Qui donc aurait pu dire d’où Lièvre tenait cette prudence et cette sagesse ? Nul n’eût expliqué cela, ni comment elles lui avaient été transmises. Ses origines se perdaient dans la nuit des temps où les histoires se confondent.

Descendit-il de l’arche de Noë sur le mont Ararat, à l’heure où la colombe olivière, qui garde encore en son roucoulement le bruit des grandes eaux, vint signifier que baissait le déluge ? Avait-il été créé tel, ce courte-queue, ce poil-de-chaume, ce museau-fendu, cet oreillard, ce patte-usée ? L’Éternel l’avait-il jeté spontanément sous les lauriers de l’Éden ?

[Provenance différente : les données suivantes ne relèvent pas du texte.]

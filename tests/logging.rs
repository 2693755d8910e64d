//! Log output is redirected to a file so it never lands on the terminal UI

use mailbox::config::{LOG_FILE_ENV_VAR, LOG_LEVEL_ENV_VAR};
use mailbox::logging::init_tracing;

#[test]
fn log_file_should_receive_events() {
    let dir = tempfile::tempdir().unwrap();
    let log_path = dir.path().join("mbx.log");
    std::env::set_var(LOG_FILE_ENV_VAR, &log_path);
    std::env::set_var(LOG_LEVEL_ENV_VAR, "info");

    init_tracing(false).unwrap();
    // A second call is a no-op
    init_tracing(true).unwrap();
    tracing::info!("sweep finished with 25 rows");
    tracing::debug!("filtered out");

    let contents = std::fs::read_to_string(&log_path).unwrap();
    assert!(contents.contains("sweep finished with 25 rows"));
    assert!(!contents.contains("filtered out"));
}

Avait-il vu, blotti sous un buisson de roses, Ève, comme une jument cabrée, promener parmi les glaïeuls la grâce de ses jambes ténébreuses, et tendre ses seins d’or à travers les grenades mystiques ? Ou ne fut-il d’abord qu’un brouillard incandescent ? Déjà vivait-il au cœur des porphyres ? Avait-il, incombustible, resurgi de ce civet de lave, pour habiter tour à tour, jusqu’à ce qu’il osât montrer son nez, la cellule du granit et de l’algue ? Devait-il au jais ruisselant ses yeux de bitume ? Aux limons argileux ses poils ? Aux varechs ses molles oreilles ? Au feu liquide son sang vif ?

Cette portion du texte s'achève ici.